# My Handgun Quartet:



## HiDesertHal (Jul 26, 2017)

Hello,

Here are the 4 handguns I own, from the top:

Ruger Blackhawk .45 Colt Single Action (I reload for this one...love to shoot it!)

Ruger .22LR SemiAuto Mark II Target Pistol (Wife's personal shooter)

S&W .357 Mag/.38 Special  (My home protection gun)

Ruger .22Mag/.22LR "Single Six" (Has standard and magnum cylinders)

Wife & I shoot together at an outdoor range.  (Sometimes I'll sneak a .45 hole among the .22 holes in her target!)

_Ten-Four..._

HiDesertHal


----------



## SeaBreeze (Jul 26, 2017)

Nice guns Hal!   My husband has several pistols and rifles and we get out once or twice a year in the backwoods and do some target practice for fun.  This is an online picture, but we have this S&W Model 66, .357 at home and ready for use if ever needed, so far for over 40 years we haven't had to use it for intruders and hopefully we'll never have to.







We've had this a long time, I think my husband bought it in the '70s,  nice little revolver.

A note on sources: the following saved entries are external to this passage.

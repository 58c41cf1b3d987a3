//! Error taxonomy of a fault injection session.
//!
//! Every variant is fatal for the experiment. Callers never retry: a new
//! random draw is a new experiment, not a retry of the old one.

use std::io;
use std::path::PathBuf;

/// Coarse classification of a [`FaultError`].
#[derive(Debug, Clone, Copy, PartialEq, Eq)]
pub enum ErrorClass {
    /// Broken or missing input: abort before the victim is instrumented.
    Configuration,
    /// The victim did not behave deterministically between recording and replay.
    Invariant,
    /// The instrumentation host refused an operand access.
    Host,
}

/// Errors raised by the injection engine and its persistence layer.
#[derive(Debug, thiserror::Error)]
pub enum FaultError {
    /// Inconsistent configuration values.
    #[error("Configuration error: {0}")]
    Config(String),
    /// A target, injection or profiling file exists but does not parse.
    #[error("Malformed record in {}: {reason}", .file.display())]
    MalformedRecord { file: PathBuf, reason: String },
    /// The entropy source for the random generator cannot be read.
    #[error("Entropy source {} unavailable: {source}", .path.display())]
    Entropy {
        path: PathBuf,
        #[source]
        source: io::Error,
    },
    /// Reading or writing a session file failed.
    #[error("I/O error on {}: {source}", .path.display())]
    Io {
        path: PathBuf,
        #[source]
        source: io::Error,
    },
    /// An instruction reached the injection point without any eligible operand.
    #[error("Instruction at 0x{address:x} has no eligible operands")]
    NoEligibleOperands { address: u64 },
    /// A concurrency unit id exceeds the counter capacity.
    #[error("Unit {unit} exceeds counter capacity {capacity}")]
    UnitOutOfRange { unit: usize, capacity: usize },
    /// Replayed operand size differs from the recorded one.
    #[error("Operand {operand} has size {actual} bytes, recorded size is {recorded} bytes")]
    OperandSizeMismatch {
        operand: usize,
        recorded: u32,
        actual: u32,
    },
    /// Replayed operand index does not exist at the armed instruction.
    #[error("Operand index {index} out of range, instruction has {available} eligible operands")]
    OperandOutOfRange { index: usize, available: usize },
    /// Replayed static instruction index differs from the armed instruction.
    #[error("Armed instruction has static index {actual}, recorded index is {recorded}")]
    StaticIndexMismatch { recorded: u64, actual: u64 },
    /// A second injection was attempted within one session.
    #[error("Double injection attempt, a session injects at most one fault")]
    DoubleInjection,
    /// The occurrence counter moved past the target without arming.
    #[error("Unit {unit} reached occurrence {count} past target {target} without injecting")]
    TargetPassed { unit: usize, count: u64, target: u64 },
    /// Bit position outside of the operand.
    #[error("Bit {bit} outside of {size} byte operand")]
    BitOutOfRange { bit: u64, size: u32 },
    /// Operand access through the host failed.
    #[error("Host error: {0}")]
    Host(String),
}

impl FaultError {
    /// Returns the class of the error.
    pub fn class(&self) -> ErrorClass {
        match self {
            FaultError::Config(_)
            | FaultError::MalformedRecord { .. }
            | FaultError::Entropy { .. }
            | FaultError::Io { .. }
            | FaultError::NoEligibleOperands { .. }
            | FaultError::UnitOutOfRange { .. } => ErrorClass::Configuration,
            FaultError::OperandSizeMismatch { .. }
            | FaultError::OperandOutOfRange { .. }
            | FaultError::StaticIndexMismatch { .. }
            | FaultError::DoubleInjection
            | FaultError::TargetPassed { .. }
            | FaultError::BitOutOfRange { .. } => ErrorClass::Invariant,
            FaultError::Host(_) => ErrorClass::Host,
        }
    }

    /// Wraps an I/O error with the path it occurred on.
    pub(crate) fn io(path: impl Into<PathBuf>, source: io::Error) -> Self {
        FaultError::Io {
            path: path.into(),
            source,
        }
    }

    /// Wraps a record parse failure with the file it was read from.
    pub(crate) fn malformed(file: impl Into<PathBuf>, reason: impl Into<String>) -> Self {
        FaultError::MalformedRecord {
            file: file.into(),
            reason: reason.into(),
        }
    }
}
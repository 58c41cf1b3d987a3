use criterion::{criterion_group, criterion_main, BenchmarkId, Criterion};
use fault_injector::prelude::*;
use std::hint::black_box;
use std::sync::Arc;

const VICTIM: &str = r#"{
    registers: [{ name: "rax" }, { name: "rbx" }, { name: "ecx", size: 4 }],
    instructions: [
        { address: "0x1000", disassembly: "add rax, rbx", reads: ["rax", "rbx"], writes: ["rax"] },
        { address: "0x1004", disassembly: "imul rbx, rax", reads: ["rbx", "rax"], writes: ["rbx"] },
        { address: "0x1008", disassembly: "mov ecx, eax", reads: ["rax"], writes: ["ecx"] },
    ],
    blocks: [[0, 1, 2]],
    ranks: [{ threads: [
        { blocks: [0], iterations: 20000 },
        { blocks: [0], iterations: 20000 },
        { blocks: [0], iterations: 20000 },
        { blocks: [0], iterations: 20000 },
    ] }],
}"#;

fn counting_session(granularity: Granularity) -> Session {
    let config = SessionConfig {
        granularity,
        ..SessionConfig::default()
    };
    let files = SessionFiles::new(std::env::temp_dir(), FileNames::default(), None);
    Session::with_mode(config, Mode::Profile, files, Arc::new(InlineHost)).unwrap()
}

fn criterion_benchmark(c: &mut Criterion) {
    let mut group = c.benchmark_group("callbacks");
    let block = counting_session(Granularity::Block);
    group.bench_function("on_block", |b| {
        b.iter(|| block.on_block(black_box(0), black_box(5)).unwrap())
    });

    let instruction = counting_session(Granularity::Instruction);
    let site = InstrumentedInstruction {
        static_index: 1,
        address: 0x1000,
        disassembly: "add rax, rbx".to_string(),
        operands: vec![Operand::register(OperandKind::Destination, "rax", 8, 0)],
    };
    let mut state = NoAccess;
    group.bench_function("on_instruction", |b| {
        b.iter(|| instruction.on_instruction(black_box(0), &site, &mut state).unwrap())
    });
    group.finish();

    // Profiling runs of a four thread victim, shared vs per-thread counters
    let program = VictimProgram::from_json5(VICTIM).unwrap();
    let mut group = c.benchmark_group("victim_profile");
    group.sample_size(10);
    for variant in [Variant::Threaded, Variant::SharedAtomic] {
        for granularity in [Granularity::Block, Granularity::Instruction] {
            let id = BenchmarkId::new(variant.to_string(), format!("{:?}", granularity));
            group.bench_with_input(id, &granularity, |b, &granularity| {
                b.iter(|| {
                    let workdir = tempfile::tempdir().unwrap();
                    let options = RunOptions {
                        session: SessionConfig {
                            variant,
                            granularity,
                            ..SessionConfig::default()
                        },
                        workdir: workdir.path().to_path_buf(),
                        names: FileNames::default(),
                    };
                    Runner::new(&program, options, Arc::new(InlineHost))
                        .run()
                        .unwrap()
                })
            });
        }
    }
    group.finish();
}

/// Never reached in profile mode, the session does not touch operands.
struct NoAccess;

impl OperandAccess for NoAccess {
    fn read(&mut self, _operand: &Operand) -> Result<Vec<u8>, String> {
        Err("unexpected read".to_string())
    }

    fn write(&mut self, _operand: &Operand, _bytes: &[u8]) -> Result<(), String> {
        Err("unexpected write".to_string())
    }
}

criterion_group!(benches, criterion_benchmark);
criterion_main!(benches);
pub struct Session {
    config: SessionConfig,
    mode: Mode,
    detach: DetachPolicy,
    counters: OccurrenceCounters,
    selector: TargetSelector,
    /// Only locked by the single event that wins the armed transition.
    rng: Mutex<Option<Mt64>>,
    injection: OnceLock<InjectionDescriptor>,
    files: SessionFiles,
    host: Arc<dyn Instrumentation>,
}

impl fmt::Debug for Session {
    fn fmt(&self, f: &mut fmt::Formatter<'_>) -> fmt::Result {
        f.debug_struct("Session")
            .field("variant", &self.config.variant)
            .field("mode", &self.mode)
            .field("phase", &self.selector.phase())
            .finish()
    }
}

impl Session {
    /// Opens a session, choosing its mode from the files present.
    ///
    /// # Arguments
    ///
    /// * `config` - Static session parameters.
    /// * `files` - Location of the session files.
    /// * `host` - Instrumentation host, used for hard detach.
    ///
    /// # Returns
    ///
    /// * `Result<Self, FaultError>` - The session or a configuration error.
    pub fn open(
        config: SessionConfig,
        files: SessionFiles,
        host: Arc<dyn Instrumentation>,
    ) -> Result<Self, FaultError> {
        let mode = files.discover(config.variant)?;
        Self::with_mode(config, mode, files, host)
    }

    /// Creates a session in an explicit mode.
    pub fn with_mode(
        config: SessionConfig,
        mode: Mode,
        files: SessionFiles,
        host: Arc<dyn Instrumentation>,
    ) -> Result<Self, FaultError> {
        let variant = config.variant;
        if variant.has_rank_scope() != config.rank.is_some() {
            return Err(FaultError::Config(format!(
                "variant {} {} a rank",
                variant,
                if variant.has_rank_scope() {
                    "requires"
                } else {
                    "does not take"
                }
            )));
        }
        if config.max_threads == 0 {
            return Err(FaultError::Config(
                "max_threads must be greater than zero".to_string(),
            ));
        }
        let target = mode.target();
        if let Some(thread) = target.and_then(|target| target.scope.thread) {
            if thread as usize >= config.max_threads {
                return Err(FaultError::UnitOutOfRange {
                    unit: thread as usize,
                    capacity: config.max_threads,
                });
            }
        }

        let rng = match &mode {
            Mode::TargetRandom(_) => Some(match config.seed {
                Some(seed) => {
                    warn!("Fixed seed {} replaces the entropy source", seed);
                    Mt64::new(seed)
                }
                None => {
                    let (rng, seed) = Mt64::from_entropy_source(&config.entropy)?;
                    debug!("Generator seeded with {}", seed);
                    rng
                }
            }),
            _ => None,
        };

        let detach = match config.detach {
            DetachPolicy::Hard if !host.preserves_context_on_detach() => {
                warn!("Host may drop the injected register value on detach, using soft detach");
                DetachPolicy::Soft
            }
            DetachPolicy::Hard => {
                warn!("Hard detach enabled");
                DetachPolicy::Hard
            }
            policy => policy,
        };
        if config.filter.dst_mem {
            warn!("Memory destination operands are experimental");
        }

        info!(
            "Session {} ({}, {:?} granularity): {}",
            variant,
            config
                .rank
                .map_or("no rank".to_string(), |rank| format!("rank {}", rank)),
            config.granularity,
            mode
        );

        let layout = variant.layout();
        let capacity = if variant.is_multithreaded() {
            config.max_threads
        } else {
            1
        };
        Ok(Self {
            counters: OccurrenceCounters::new(layout, capacity),
            selector: TargetSelector::new(target, config.rank, layout),
            rng: Mutex::new(rng),
            injection: OnceLock::new(),
            detach,
            mode,
            files,
            host,
            config,
        })
    }

    pub fn config(&self) -> &SessionConfig {
        &self.config
    }

    pub fn mode(&self) -> &Mode {
        &self.mode
    }

    pub fn phase(&self) -> Phase {
        self.selector.phase()
    }

    /// Detach policy in effect after downgrades.
    pub fn detach_policy(&self) -> DetachPolicy {
        self.detach
    }

    /// Current count of `thread`.
    pub fn count(&self, thread: usize) -> Result<u64, FaultError> {
        self.counters.get(thread)
    }

    #[inline]
    fn disabled(&self) -> bool {
        matches!(self.selector.phase(), Phase::Detached | Phase::Done)
    }

    /// Block entry callback.
    ///
    /// # Arguments
    ///
    /// * `thread` - Thread executing the block.
    /// * `eligible` - Number of fault sites in the block.
    ///
    /// # Returns
    ///
    /// * `Result<BlockAction, FaultError>` - Whether the host must report the
    ///   sites of this block one by one.
    #[inline]
    pub fn on_block(&self, thread: usize, eligible: u64) -> Result<BlockAction, FaultError> {
        if self.disabled() {
            return Ok(BlockAction::Detached);
        }
        if eligible == 0 {
            return Ok(BlockAction::Counted);
        }
        if self.config.granularity == Granularity::Instruction {
            return Ok(BlockAction::Refine);
        }
        let before = match self.counters.layout() {
            CounterLayout::PerUnit => self.counters.get(thread)?,
            CounterLayout::Shared => 0,
        };
        if self.selector.contains_target(thread, before, eligible)? {
            return Ok(BlockAction::Refine);
        }
        self.counters.add(thread, eligible)?;
        Ok(BlockAction::Counted)
    }

    /// Fault site callback, invoked right after the site executed.
    ///
    /// # Arguments
    ///
    /// * `thread` - Thread executing the site.
    /// * `site` - Instrumented instruction.
    /// * `access` - Operand storage of the thread, used if this event is the target.
    ///
    /// # Returns
    ///
    /// * `Result<Observation, FaultError>` - What the event amounted to.
    #[inline]
    pub fn on_instruction(
        &self,
        thread: usize,
        site: &InstrumentedInstruction,
        access: &mut dyn OperandAccess,
    ) -> Result<Observation, FaultError> {
        if site.operands.is_empty() {
            return Ok(Observation::Skipped);
        }
        if self.disabled() {
            return Ok(Observation::Detached);
        }
        let count = self.counters.increment(thread)?;
        if self.selector.try_arm(thread, count)? {
            return self.inject(thread, count, site, access);
        }
        match self.selector.phase() {
            Phase::Counting => Ok(Observation::Counted),
            _ => Ok(Observation::Ignored),
        }
    }

    fn scope_of(&self, thread: usize) -> Scope {
        let variant = self.config.variant;
        Scope {
            rank: self.config.rank.filter(|_| variant.has_rank_scope()),
            thread: variant.has_thread_scope().then_some(thread as u32),
        }
    }

    fn inject(
        &self,
        thread: usize,
        count: u64,
        site: &InstrumentedInstruction,
        access: &mut dyn OperandAccess,
    ) -> Result<Observation, FaultError> {
        info!(
            "Target reached: {} occurrence {} at 0x{:x} '{}'",
            self.scope_of(thread),
            count,
            site.address,
            site.disassembly
        );
        debug!("Eligible operands: {:?}", site.operands);
        let replay = match &self.mode {
            Mode::Reproduce(recorded) => Some(recorded),
            _ => None,
        };
        if let Some(recorded) = replay.and_then(|recorded| recorded.static_index) {
            if recorded != site.static_index {
                return Err(FaultError::StaticIndexMismatch {
                    recorded,
                    actual: site.static_index,
                });
            }
        }

        let (operand_index, bit) = {
            let mut rng = self
                .rng
                .lock()
                .map_err(|_| FaultError::Host("generator lock poisoned".to_string()))?;
            let operand_index = choose_operand(&site.operands, replay, rng.as_mut(), site.address)?;
            let bit = choose_bit(site.operands[operand_index].size, replay, rng.as_mut())?;
            (operand_index, bit)
        };
        let operand = &site.operands[operand_index];

        let descriptor = InjectionDescriptor {
            scope: self.scope_of(thread),
            occurrence: count,
            operand_index,
            operand_size: operand.size,
            bit,
            static_index: Some(site.static_index),
            register: Some(operand.name.clone()),
            address: Some(site.address),
        };
        self.injection
            .set(descriptor.clone())
            .map_err(|_| FaultError::DoubleInjection)?;
        if let Mode::TargetRandom(_) = self.mode {
            write_atomic(&self.files.injection_path(), &format!("{}\n", descriptor))?;
        }

        let mut bytes = access.read(operand).map_err(FaultError::Host)?;
        if bytes.len() != operand.size as usize {
            return Err(FaultError::Host(format!(
                "operand {} read {} bytes, expected {}",
                operand.name,
                bytes.len(),
                operand.size
            )));
        }
        flip_bit(&mut bytes, bit)?;
        access.write(operand, &bytes).map_err(FaultError::Host)?;
        self.selector.set_phase(Phase::Injected);
        info!("Injected fault: {}", descriptor);

        match self.detach {
            DetachPolicy::Off => {}
            DetachPolicy::Soft => {
                self.selector.set_phase(Phase::Detached);
                debug!("Instrumentation disabled");
            }
            DetachPolicy::Hard => {
                self.selector.set_phase(Phase::Detached);
                self.host.detach().map_err(FaultError::Host)?;
                debug!("Host detached");
            }
        }
        Ok(Observation::Injected(descriptor))
    }

    /// Count the target refers to, if this process holds it.
    fn scoped_count(&self, counts: &[u64]) -> Option<u64> {
        let target = self.selector.target()?;
        match self.counters.layout() {
            CounterLayout::Shared => Some(counts.iter().sum()),
            CounterLayout::PerUnit => {
                let thread = target.scope.thread.unwrap_or_default() as usize;
                if !target.scope.contains(self.config.rank, thread) {
                    return None;
                }
                Some(counts.get(thread).copied().unwrap_or_default())
            }
        }
    }

    /// Ends the session once every unit is quiescent.
    ///
    /// Writes the profiling record in profile mode, and in the other modes if
    /// the target was never reached.
    pub fn finalize(&self) -> Result<FinalReport, FaultError> {
        let counts = self.counters.snapshot();
        let profile = if self.config.variant.has_thread_scope() {
            ProfileRecord::per_thread(&counts)
        } else {
            ProfileRecord::single(counts.iter().sum())
        };
        let injection = self.injection.get().cloned();
        let mut target_missed = false;
        if injection.is_none() {
            let scoped = self.scoped_count(&counts);
            self.selector.check_final(scoped)?;
            if let (Some(target), Some(count)) = (self.mode.target(), scoped) {
                warn!(
                    "Target {} not reached after {} events, no fault injected",
                    target, count
                );
                target_missed = true;
            }
        }

        let mut profile_file = None;
        if self.mode == Mode::Profile || injection.is_none() {
            let path = self.files.profile_path();
            write_atomic(&path, &profile.to_string())?;
            info!("Profile written to {}", path.display());
            profile_file = Some(path);
        }
        let detached = self.selector.phase() == Phase::Detached;
        self.selector.set_phase(Phase::Done);
        info!(
            "Session finished: {} events, {}",
            profile.total,
            match &injection {
                Some(descriptor) => format!("fault {}", descriptor),
                None => "no fault".to_string(),
            }
        );
        Ok(FinalReport {
            mode: self.mode.clone(),
            profile,
            injection,
            detached,
            target_missed,
            profile_file,
        })
    }

    /// Writes the instruction catalogue and category summary, if configured.
    pub fn write_static_reports(&self, instrumenter: &Instrumenter) -> Result<(), FaultError> {
        if let (Some(path), Some(catalogue)) =
            (self.files.catalogue_path(), instrumenter.catalogue())
        {
            write_atomic(&path, &catalogue.to_string())?;
            info!("Catalogue of {} sites written to {}", catalogue.len(), path.display());
        }
        if let (Some(path), Some(categories)) =
            (self.files.categories_path(), instrumenter.categories())
        {
            write_atomic(&path, &categories.to_string())?;
        }
        Ok(())
    }
}
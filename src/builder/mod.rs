//! Resolution of a declarative `configuration` tree into a [`Configuration`].
//!
//! Sections are read in a fixed order. Properties come first so that every later
//! section can use `${name}` placeholders, settings keys are validated before anything
//! else is installed, and mappers come last because they depend on aliases, the
//! environment and the database id.

use crate::datasource::DataSource;
use crate::diagnostics::ErrorContext;
use crate::error::{SqlMapError, SqlMapResult};
use crate::io::{FileResourceLoader, ResourceLoader};
use crate::logging;
use crate::mapping::{Environment, MapperDocumentParser, NodeMapperParser};
use crate::parsing::{Node, Properties};
use crate::session::{Configuration, Settings, SqlSessionFactory};
use crate::transaction::TransactionFactory;
use crate::types::{AliasRegistry, JdbcType, TypeCatalog, TypeKind};
use std::fmt;
use std::sync::Arc;
use tracing::{debug, info};

/// Legacy alias accepted for the vendor database id provider.
const LEGACY_VENDOR_ALIAS: &str = "VENDOR";
const VENDOR_ALIAS: &str = "DB_VENDOR";

/// Single-use resolver for one declarative tree.
///
/// ```no_run
/// use sqlsession::builder::ConfigBuilder;
/// use sqlsession::parsing::Node;
///
/// # fn main() -> Result<(), Box<dyn std::error::Error>> {
/// let tree = Node::from_json_str(r#"{ "name": "configuration" }"#)?;
/// let configuration = ConfigBuilder::new(tree).with_environment("dev").build()?;
/// # Ok(())
/// # }
/// ```
pub struct ConfigBuilder {
    root: Node,
    environment: Option<String>,
    overrides: Properties,
    resource_loader: Arc<dyn ResourceLoader>,
    mapper_parser: Arc<dyn MapperDocumentParser>,
    catalog: Option<TypeCatalog>,
    resource_name: String,
    parsed: bool,
}

impl ConfigBuilder {
    pub fn new(root: Node) -> Self {
        Self {
            root,
            environment: None,
            overrides: Properties::new(),
            resource_loader: Arc::new(FileResourceLoader::default()),
            mapper_parser: Arc::new(NodeMapperParser),
            catalog: None,
            resource_name: "configuration".to_string(),
            parsed: false,
        }
    }

    /// Select this environment instead of the tree's `default` attribute.
    pub fn with_environment(mut self, id: impl Into<String>) -> Self {
        self.environment = Some(id.into());
        self
    }

    /// Properties that take precedence over inline and loaded ones.
    pub fn with_properties(mut self, overrides: Properties) -> Self {
        self.overrides = overrides;
        self
    }

    pub fn with_resource_loader(mut self, loader: Arc<dyn ResourceLoader>) -> Self {
        self.resource_loader = loader;
        self
    }

    pub fn with_mapper_parser(mut self, parser: Arc<dyn MapperDocumentParser>) -> Self {
        self.mapper_parser = parser;
        self
    }

    /// Type catalog holding application types in addition to the built-ins.
    ///
    /// Start from [`TypeCatalog::with_builtins`] so the component aliases resolve.
    pub fn with_catalog(mut self, catalog: TypeCatalog) -> Self {
        self.catalog = Some(catalog);
        self
    }

    /// Name reported in error context for the tree itself.
    pub fn with_resource_name(mut self, name: impl Into<String>) -> Self {
        self.resource_name = name.into();
        self
    }

    /// Resolve the tree.
    ///
    /// Can be called once; any later call fails with `AlreadyResolved`. Failures of the
    /// first call are wrapped in `Resolution` with the error context at the point of
    /// failure.
    pub fn build(&mut self) -> SqlMapResult<Configuration> {
        if self.parsed {
            return Err(SqlMapError::AlreadyResolved);
        }
        self.parsed = true;

        let _scope = ErrorContext::scope(self.resource_name.clone());
        let configuration = self
            .resolve()
            .map_err(|e| SqlMapError::resolution(ErrorContext::snapshot().describe(), e))?;
        if !logging::is_silenced(configuration.log_impl().map(|ty| ty.name())) {
            info!(
                resource = %self.resource_name,
                environment = ?configuration.environment().map(|env| env.id()),
                database_id = ?configuration.database_id(),
                mapped_statements = configuration.mapped_statements().count(),
                "Configuration resolved"
            );
        }
        Ok(configuration)
    }

    /// [`build`](Self::build) and wrap the result in a session factory.
    pub fn build_factory(&mut self) -> SqlMapResult<SqlSessionFactory> {
        self.build().map(SqlSessionFactory::new)
    }

    fn resolve(&mut self) -> SqlMapResult<Configuration> {
        if self.root.name != "configuration" {
            return Err(SqlMapError::missing_element(&self.resource_name, "configuration"));
        }
        let catalog = self.catalog.take().unwrap_or_else(TypeCatalog::with_builtins);
        let mut config = Configuration::with_aliases(
            AliasRegistry::new(catalog)?,
            Arc::clone(&self.resource_loader),
        )?;

        ErrorContext::set_activity("reading properties");
        let variables = self.properties_element(self.root.child_named("properties"))?;
        debug!(count = variables.len(), "Resolved variables");
        let root = self.root.with_variables(&variables);
        config.set_variables(variables);

        ErrorContext::set_activity("validating settings");
        let settings = root
            .child_named("settings")
            .map(Node::children_as_properties)
            .unwrap_or_default();
        Settings::validate_keys(&settings)?;

        ErrorContext::set_activity("installing vfs and log implementations");
        load_custom_vfs(&settings, &mut config)?;
        load_custom_log_impl(&settings, &mut config)?;

        ErrorContext::set_activity("registering type aliases");
        if let Some(node) = root.child_named("typeAliases") {
            type_aliases_element(node, &mut config)?;
        }

        ErrorContext::set_activity("installing plugins");
        if let Some(node) = root.child_named("plugins") {
            plugins_element(node, &mut config)?;
        }

        ErrorContext::set_activity("installing object factories");
        if let Some(node) = root.child_named("objectFactory") {
            object_factory_element(node, &mut config)?;
        }
        if let Some(node) = root.child_named("objectWrapperFactory") {
            object_wrapper_factory_element(node, &mut config)?;
        }
        if let Some(node) = root.child_named("reflectorFactory") {
            reflector_factory_element(node, &mut config)?;
        }

        ErrorContext::set_activity("applying settings");
        let typed = Settings::from_properties(&settings, config.alias_registry())?;
        debug!(
            cache_enabled = typed.cache_enabled,
            default_executor_type = %typed.default_executor_type,
            "Applied settings"
        );
        config.set_settings(typed);

        ErrorContext::set_activity("selecting the environment");
        if let Some(node) = root.child_named("environments") {
            self.environments_element(node, &mut config)?;
        }

        ErrorContext::set_activity("resolving the database id");
        if let Some(node) = root.child_named("databaseIdProvider") {
            database_id_provider_element(node, &mut config)?;
        }

        ErrorContext::set_activity("registering type handlers");
        if let Some(node) = root.child_named("typeHandlers") {
            type_handlers_element(node, &mut config)?;
        }

        ErrorContext::set_activity("loading mappers");
        if let Some(node) = root.child_named("mappers") {
            self.mappers_element(node, &mut config)?;
        }

        Ok(config)
    }

    /// Inline properties, overlaid by the resource or URL file, overlaid by overrides.
    fn properties_element(&self, node: Option<&Node>) -> SqlMapResult<Properties> {
        let mut variables = Properties::new();
        if let Some(node) = node {
            variables = node.children_as_properties();
            match (node.attribute("resource"), node.attribute("url")) {
                (Some(_), Some(_)) => return Err(SqlMapError::AmbiguousPropertySource),
                (Some(resource), None) => {
                    variables.extend(self.resource_loader.load_as_properties(resource)?);
                }
                (None, Some(url)) => {
                    variables.extend(self.resource_loader.load_url_as_properties(url)?);
                }
                (None, None) => {}
            }
        }
        variables.extend(self.overrides.clone());
        Ok(variables)
    }

    fn environments_element(&self, node: &Node, config: &mut Configuration) -> SqlMapResult<()> {
        let selected = match &self.environment {
            Some(id) => id.clone(),
            None => node
                .attribute("default")
                .map(str::to_string)
                .ok_or(SqlMapError::NoEnvironmentSelected)?,
        };

        for candidate in node.children_named("environment") {
            let id = candidate
                .attribute("id")
                .ok_or(SqlMapError::EnvironmentIdMissing)?;
            if id != selected {
                continue;
            }
            ErrorContext::set_object(format!("environment '{}'", id));
            let transaction_factory = transaction_manager_element(
                candidate
                    .child_named("transactionManager")
                    .ok_or_else(|| SqlMapError::missing_element("Environment", "transactionManager"))?,
                config,
            )?;
            let data_source = data_source_element(
                candidate
                    .child_named("dataSource")
                    .ok_or_else(|| SqlMapError::missing_element("Environment", "dataSource"))?,
                config,
            )?;
            info!(
                environment = %id,
                database = %data_source.product_name(),
                "Installed environment"
            );
            config.set_environment(Environment::new(id, transaction_factory, data_source));
            return Ok(());
        }

        Err(SqlMapError::missing_element(
            "environments",
            format!("environment '{}'", selected),
        ))
    }

    fn mappers_element(&self, node: &Node, config: &mut Configuration) -> SqlMapResult<()> {
        for child in &node.children {
            match child.name.as_str() {
                "package" => config.add_mappers(child.required_attribute("name")?)?,
                "mapper" => match (
                    child.attribute("resource"),
                    child.attribute("url"),
                    child.attribute("class"),
                ) {
                    (Some(resource), None, None) => {
                        ErrorContext::set_resource(resource);
                        let document = self.resource_loader.load_as_bytes(resource)?;
                        self.parse_mapper(&document, config, resource)?;
                    }
                    (None, Some(url), None) => {
                        ErrorContext::set_resource(url);
                        let document = self.resource_loader.load_url_as_bytes(url)?;
                        self.parse_mapper(&document, config, url)?;
                    }
                    (None, None, Some(class)) => {
                        let mapper = config.alias_registry().catalog().load(class)?;
                        config.add_mapper(mapper)?;
                    }
                    _ => return Err(SqlMapError::AmbiguousMapperSource),
                },
                other => debug!(element = %other, "Ignoring unknown mappers child"),
            }
        }
        Ok(())
    }

    fn parse_mapper(
        &self,
        document: &[u8],
        config: &mut Configuration,
        resource: &str,
    ) -> SqlMapResult<()> {
        let fragments = config.sql_fragments().clone();
        self.mapper_parser
            .parse(document, config, resource, &fragments)?;
        debug!(resource = %resource, "Loaded mapping document");
        Ok(())
    }
}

This is just an online photo I found that looked  similar, Smith & Wesson Chiefs 38 Special.


----------



## Trade (Jul 27, 2017)

Since were are having show and tell, here are mine. 

Ruger GP 100 .357 Magnum

Smith and Wesson Model 60 .38 Special.


----------



## Shalimar (Jul 27, 2017)

Trade said:


> Since were are having show and tell, here are mine.
> 
> Ruger GP 100 .357 Magnum
> 
> ...


Love the wood grain.


----------